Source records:
☆ ☆ ☆ ☆ ☆ ☆ ☆

use super::{AstNode, FormatTarget, Literal, Span, TemplateNode};
use lazy_static::lazy_static;
use pest::Parser;
use pest::error::ErrorVariant;
use pest::iterators::Pair;
use pest::pratt_parser::{Op, PrattParser};
use pest_derive::Parser;
use tracing::{debug, trace};

lazy_static! {
    // Method calls and slices share one precedence level and apply left to
    // right: `name.sub(1)[:3].upper`.
    static ref PRATT_PARSER: PrattParser<Rule> = PrattParser::new()
        .op(Op::postfix(Rule::method_op) | Op::postfix(Rule::slice_op));
}

#[derive(Parser)]
#[grammar = "parser/template.pest"]
pub struct TemplateParser;

type ParseResult<T> = Result<T, pest::error::Error<Rule>>;

/// Parse a rename template.
///
/// Never fails: malformed placeholders are kept as literal text, and if the
/// grammar itself rejects the input the whole template becomes one text node.
pub fn parse(template: &str) -> TemplateNode {
    match parse_template(template) {
        Ok(parsed) => {
            trace!(template, nodes = parsed.nodes.len(), "parsed template");
            parsed
        }
        Err(err) => {
            debug!(template, error = %err, "template rejected, rendering it verbatim");
            if template.is_empty() {
                TemplateNode::default()
            } else {
                TemplateNode::new(vec![AstNode::Text(template.to_string())])
            }
        }
    }
}

fn parse_template(template: &str) -> ParseResult<TemplateNode> {
    let root = TemplateParser::parse(Rule::template, template)?
        .next()
        .ok_or_else(|| {
            pest::error::Error::new_from_pos(
                ErrorVariant::CustomError {
                    message: "empty parse tree".to_string(),
                },
                pest::Position::from_start(template),
            )
        })?;

    let mut nodes = Vec::new();
    for pair in root.into_inner() {
        let node = match pair.as_rule() {
            Rule::placeholder => parse_placeholder(pair)?,
            Rule::text | Rule::lone_brace | Rule::raw_placeholder => {
                AstNode::Text(pair.as_str().to_string())
            }
            Rule::EOI => continue,
            _ => return Err(unexpected(&pair)),
        };
        push_merged(&mut nodes, node);
    }
    Ok(TemplateNode::new(nodes))
}

// Adjacent literal pieces collapse into a single text node.
fn push_merged(nodes: &mut Vec<AstNode>, node: AstNode) {
    if let AstNode::Text(text) = &node {
        if let Some(AstNode::Text(previous)) = nodes.last_mut() {
            previous.push_str(text);
            return;
        }
    }
    nodes.push(node);
}

fn parse_placeholder(pair: Pair<Rule>) -> ParseResult<AstNode> {
    let span = pair.as_span();
    let mut inner = pair.into_inner();
    let body = inner
        .next()
        .ok_or_else(|| missing("placeholder body", span))?;
    let format = match inner.next() {
        Some(spec) => parse_format_spec(spec)?,
        None => None,
    };

    match body.as_rule() {
        Rule::index_expr => Ok(AstNode::Format {
            target: FormatTarget::IndexExpr(body.as_str().trim().to_string()),
            format,
        }),
        Rule::chain => {
            let node = parse_chain(body)?;
            Ok(match format {
                Some(format) => AstNode::Format {
                    target: FormatTarget::Node(Box::new(node)),
                    format: Some(format),
                },
                None => node,
            })
        }
        _ => Err(unexpected(&body)),
    }
}

fn parse_format_spec(pair: Pair<Rule>) -> ParseResult<Option<String>> {
    let span = pair.as_span();
    let text = pair
        .into_inner()
        .next()
        .ok_or_else(|| missing("format text", span))?;
    // Blanks around the format are layout, like those around the body.
    let format = unescape_format(text.as_str().trim_matches([' ', '\t']));
    Ok(if format.is_empty() { None } else { Some(format) })
}

fn parse_chain(pair: Pair<Rule>) -> ParseResult<AstNode> {
    PRATT_PARSER
        .map_primary(|primary| match primary.as_rule() {
            Rule::identifier => Ok(AstNode::Variable(primary.as_str().to_string())),
            _ => Err(unexpected(&primary)),
        })
        .map_postfix(|lhs, op| match op.as_rule() {
            Rule::method_op => {
                let op_span = op.as_span();
                let mut inner = op.into_inner();
                let name = inner
                    .next()
                    .ok_or_else(|| missing("method name", op_span))?
                    .as_str()
                    .to_string();
                let args = match inner.next() {
                    Some(call_args) => call_args
                        .into_inner()
                        .map(parse_argument)
                        .collect::<ParseResult<_>>()?,
                    None => Vec::new(),
                };
                Ok(AstNode::Method {
                    target: Box::new(lhs?),
                    name,
                    args,
                    span: Span::from(op_span),
                })
            }
            Rule::slice_op => {
                let mut start = None;
                let mut end = None;
                for bound in op.into_inner() {
                    match bound.as_rule() {
                        Rule::slice_start => start = Some(Box::new(parse_slice_bound(bound)?)),
                        Rule::slice_end => end = Some(Box::new(parse_slice_bound(bound)?)),
                        _ => return Err(unexpected(&bound)),
                    }
                }
                Ok(AstNode::Slice {
                    target: Box::new(lhs?),
                    start,
                    end,
                })
            }
            _ => Err(unexpected(&op)),
        })
        .parse(pair.into_inner())
}

fn parse_slice_bound(pair: Pair<Rule>) -> ParseResult<AstNode> {
    let span = pair.as_span();
    let bound = pair
        .into_inner()
        .next()
        .ok_or_else(|| missing("slice bound", span))?;
    parse_argument(bound)
}

fn parse_argument(pair: Pair<Rule>) -> ParseResult<AstNode> {
    match pair.as_rule() {
        Rule::string => {
            let span = pair.as_span();
            let body = pair
                .into_inner()
                .next()
                .ok_or_else(|| missing("string body", span))?;
            Ok(AstNode::Literal(Literal::Str(unescape_string(body.as_str()))))
        }
        // Out-of-range integers stay as text and coerce to the argument default.
        Rule::integer => Ok(AstNode::Literal(match pair.as_str().parse::<i64>() {
            Ok(value) => Literal::Int(value),
            Err(_) => Literal::Str(pair.as_str().to_string()),
        })),
        Rule::chain => parse_chain(pair),
        _ => Err(unexpected(&pair)),
    }
}

fn unescape_string(raw: &str) -> String {
    let mut out = String::with_capacity(raw.len());
    let mut chars = raw.chars();
    while let Some(c) = chars.next() {
        if c != '\\' {
            out.push(c);
            continue;
        }
        match chars.next() {
            Some('n') => out.push('\n'),
            Some('r') => out.push('\r'),
            Some('t') => out.push('\t'),
            Some(other) => out.push(other),
            None => out.push('\\'),
        }
    }
    out
}

fn unescape_format(raw: &str) -> String {
    let mut out = String::with_capacity(raw.len());
    let mut chars = raw.chars();
    while let Some(c) = chars.next() {
        if c == '\\' {
            if let Some(escaped) = chars.next() {
                out.push(escaped);
                continue;
            }
        }
        out.push(c);
    }
    out
}

fn unexpected(pair: &Pair<Rule>) -> pest::error::Error<Rule> {
    pest::error::Error::new_from_span(
        ErrorVariant::CustomError {
            message: format!("unexpected rule {:?}", pair.as_rule()),
        },
        pair.as_span(),
    )
}

fn missing(what: &str, span: pest::Span) -> pest::error::Error<Rule> {
    pest::error::Error::new_from_span(
        ErrorVariant::CustomError {
            message: format!("missing {what}"),
        },
        span,
    )
}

☆ ☆ ☆ ☆ ☆ ☆ ☆

Write each entry out again, exactly as it reads above.

use super::{AstNode, FormatTarget, Literal, Span, TemplateNode};
use lazy_static::lazy_static;
use pest::Parser;
use pest::error::ErrorVariant;
use pest::iterators::Pair;
use pest::pratt_parser::{Op, PrattParser};
use pest_derive::Parser;
use tracing::{debug, trace};

lazy_static! {
    // Method calls and slices share one precedence level and apply left to
    // right: `name.sub(1)[:3].upper`.
    static ref PRATT_PARSER: PrattParser<Rule> = PrattParser::new()
        .op(Op::postfix(Rule::method_op) | Op::postfix(Rule::slice_op));
}

#[derive(Parser)]
#[grammar = "parser/template.pest"]
pub struct TemplateParser;

type ParseResult<T> = Result<T, pest::error::Error<Rule>>;

/// Parse a rename template.
///
/// Never fails: malformed placeholders are kept as literal text, and if the
/// grammar itself rejects the input the whole template becomes one text node.
pub fn parse(template: &str) -> TemplateNode {
    match parse_template(template) {
        Ok(parsed) => {
            trace!(template, nodes = parsed.nodes.len(), "parsed template");
            parsed
        }
        Err(err) => {
            debug!(template, error = %err, "template rejected, rendering it verbatim");
            if template.is_empty() {
                TemplateNode::default()
            } else {
                TemplateNode::new(vec![AstNode::Text(template.to_string())])
            }
        }
    }
}

fn parse_template(template: &str) -> ParseResult<TemplateNode> {
    let root = TemplateParser::parse(Rule::template, template)?
        .next()
        .ok_or_else(|| {
            pest::error::Error::new_from_pos(
                ErrorVariant::CustomError {
                    message: "empty parse tree".to_string(),
                },
                pest::Position::from_start(template),
            )
        })?;

    let mut nodes = Vec::new();
    for pair in root.into_inner() {
        let node = match pair.as_rule() {
            Rule::placeholder => parse_placeholder(pair)?,
            Rule::text | Rule::lone_brace | Rule::raw_placeholder => {
                AstNode::Text(pair.as_str().to_string())
            }
            Rule::EOI => continue,
            _ => return Err(unexpected(&pair)),
        };
        push_merged(&mut nodes, node);
    }
    Ok(TemplateNode::new(nodes))
}

// Adjacent literal pieces collapse into a single text node.
fn push_merged(nodes: &mut Vec<AstNode>, node: AstNode) {
    if let AstNode::Text(text) = &node {
        if let Some(AstNode::Text(previous)) = nodes.last_mut() {
            previous.push_str(text);
            return;
        }
    }
    nodes.push(node);
}

fn parse_placeholder(pair: Pair<Rule>) -> ParseResult<AstNode> {
    let span = pair.as_span();
    let mut inner = pair.into_inner();
    let body = inner
        .next()
        .ok_or_else(|| missing("placeholder body", span))?;
    let format = match inner.next() {
        Some(spec) => parse_format_spec(spec)?,
        None => None,
    };

    match body.as_rule() {
        Rule::index_expr => Ok(AstNode::Format {
            target: FormatTarget::IndexExpr(body.as_str().trim().to_string()),
            format,
        }),
        Rule::chain => {
            let node = parse_chain(body)?;
            Ok(match format {
                Some(format) => AstNode::Format {
                    target: FormatTarget::Node(Box::new(node)),
                    format: Some(format),
                },
                None => node,
            })
        }
        _ => Err(unexpected(&body)),
    }
}

fn parse_format_spec(pair: Pair<Rule>) -> ParseResult<Option<String>> {
    let span = pair.as_span();
    let text = pair
        .into_inner()
        .next()
        .ok_or_else(|| missing("format text", span))?;
    // Blanks around the format are layout, like those around the body.
    let format = unescape_format(text.as_str().trim_matches([' ', '\t']));
    Ok(if format.is_empty() { None } else { Some(format) })
}

fn parse_chain(pair: Pair<Rule>) -> ParseResult<AstNode> {
    PRATT_PARSER
        .map_primary(|primary| match primary.as_rule() {
            Rule::identifier => Ok(AstNode::Variable(primary.as_str().to_string())),
            _ => Err(unexpected(&primary)),
        })
        .map_postfix(|lhs, op| match op.as_rule() {
            Rule::method_op => {
                let op_span = op.as_span();
                let mut inner = op.into_inner();
                let name = inner
                    .next()
                    .ok_or_else(|| missing("method name", op_span))?
                    .as_str()
                    .to_string();
                let args = match inner.next() {
                    Some(call_args) => call_args
                        .into_inner()
                        .map(parse_argument)
                        .collect::<ParseResult<_>>()?,
                    None => Vec::new(),
                };
                Ok(AstNode::Method {
                    target: Box::new(lhs?),
                    name,
                    args,
                    span: Span::from(op_span),
                })
            }
            Rule::slice_op => {
                let mut start = None;
                let mut end = None;
                for bound in op.into_inner() {
                    match bound.as_rule() {
                        Rule::slice_start => start = Some(Box::new(parse_slice_bound(bound)?)),
                        Rule::slice_end => end = Some(Box::new(parse_slice_bound(bound)?)),
                        _ => return Err(unexpected(&bound)),
                    }
                }
                Ok(AstNode::Slice {
                    target: Box::new(lhs?),
                    start,
                    end,
                })
            }
            _ => Err(unexpected(&op)),
        })
        .parse(pair.into_inner())
}

fn parse_slice_bound(pair: Pair<Rule>) -> ParseResult<AstNode> {
    let span = pair.as_span();
    let bound = pair
        .into_inner()
        .next()
        .ok_or_else(|| missing("slice bound", span))?;
    parse_argument(bound)
}

fn parse_argument(pair: Pair<Rule>) -> ParseResult<AstNode> {
    match pair.as_rule() {
        Rule::string => {
            let span = pair.as_span();
            let body = pair
                .into_inner()
                .next()
                .ok_or_else(|| missing("string body", span))?;
            Ok(AstNode::Literal(Literal::Str(unescape_string(body.as_str()))))
        }
        // Out-of-range integers stay as text and coerce to the argument default.
        Rule::integer => Ok(AstNode::Literal(match pair.as_str().parse::<i64>() {
            Ok(value) => Literal::Int(value),
            Err(_) => Literal::Str(pair.as_str().to_string()),
        })),
        Rule::chain => parse_chain(pair),
        _ => Err(unexpected(&pair)),
    }
}

fn unescape_string(raw: &str) -> String {
    let mut out = String::with_capacity(raw.len());
    let mut chars = raw.chars();
    while let Some(c) = chars.next() {
        if c != '\\' {
            out.push(c);
            continue;
        }
        match chars.next() {
            Some('n') => out.push('\n'),
            Some('r') => out.push('\r'),
            Some('t') => out.push('\t'),
            Some(other) => out.push(other),
            None => out.push('\\'),
        }
    }
    out
}

fn unescape_format(raw: &str) -> String {
    let mut out = String::with_capacity(raw.len());
    let mut chars = raw.chars();
    while let Some(c) = chars.next() {
        if c == '\\' {
            if let Some(escaped) = chars.next() {
                out.push(escaped);
                continue;
            }
        }
        out.push(c);
    }
    out
}

fn unexpected(pair: &Pair<Rule>) -> pest::error::Error<Rule> {
    pest::error::Error::new_from_span(
        ErrorVariant::CustomError {
            message: format!("unexpected rule {:?}", pair.as_rule()),
        },
        pair.as_span(),
    )
}

fn missing(what: &str, span: pest::Span) -> pest::error::Error<Rule> {
    pest::error::Error::new_from_span(
        ErrorVariant::CustomError {
            message: format!("missing {what}"),
        },
        span,
    )
}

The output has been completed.